The special half-off installation deal (US$50) involved going to a local Circuit City electronics chain store to buy the hardware. The cheerful, but we soon discovered clueless, sales clerk at Circuit City informed us that MediaOne uses cable modems from one and only one company and then directed us to the display of the Netgear Inc. modem. Yes, that's right, modem as in singular.
That issue effectively settled, we asked about security.
"All you need to do is set up a BIOS password," the clerk replied.
I tried to explain that I'm not worried about my husband accessing my PC and vice versa, but about outside intruders, and so we questioned the clerk about available software or other options to provide security. The clerk reassured us that there was no security problem with cable modems.
We went home and rang MediaOne the next morning to arrange the service call to have the cable modem installed, which was quickly scheduled, and my husband again broached the security issue. However, he was told that because MediaOne blocks access to ports that enable file sharing our security concerns were addressed.
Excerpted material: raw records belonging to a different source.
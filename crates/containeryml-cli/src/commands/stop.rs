//! `cyml stop`: Kill and remove the project's container.

use std::path::PathBuf;

use clap::Args;
use containeryml_runtime::{CommandRunner, Engine};

/// Arguments for the `stop` command.
#[derive(Args, Debug)]
pub struct StopArgs {
    /// Project directory.
    #[arg(default_value = ".")]
    pub path: PathBuf,
}

/// Executes the `stop` command. Succeeds whether or not a container existed.
///
/// # Errors
///
/// Returns an error if no container name can be derived from the path.
pub fn execute<R: CommandRunner>(engine: &Engine<R>, args: &StopArgs) -> anyhow::Result<i32> {
    Ok(engine.stop(&args.path)?)
}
Less than convinced, we decided to set up our home network with a router (at last, there was a choice we could make on our own!) because the IP (Internet Protocol) address would be for the router and not for our PCs.
Installation went reasonably smoothly, we had intermittent broadband darkness for a few days when the cable modem seemed to not be working, and then, apropos of nothing, the device started up on its own the morning of the visit by the MediaOne technician.
Although we now count ourselves as content with our broadband "choice," we've wondered what it's like for consumers with less technology background to wade through the maze, particularly given that the sales clerk obviously had no idea that there are security issues related to cable modems and given that the cable provider dismissed our concerns out of hand. We particularly wonder about such issues when the network suddenly slows down and we have to reboot the router.
Is it expending all of its router energy dealing with attempts by hackers to break into our network? We'll never know.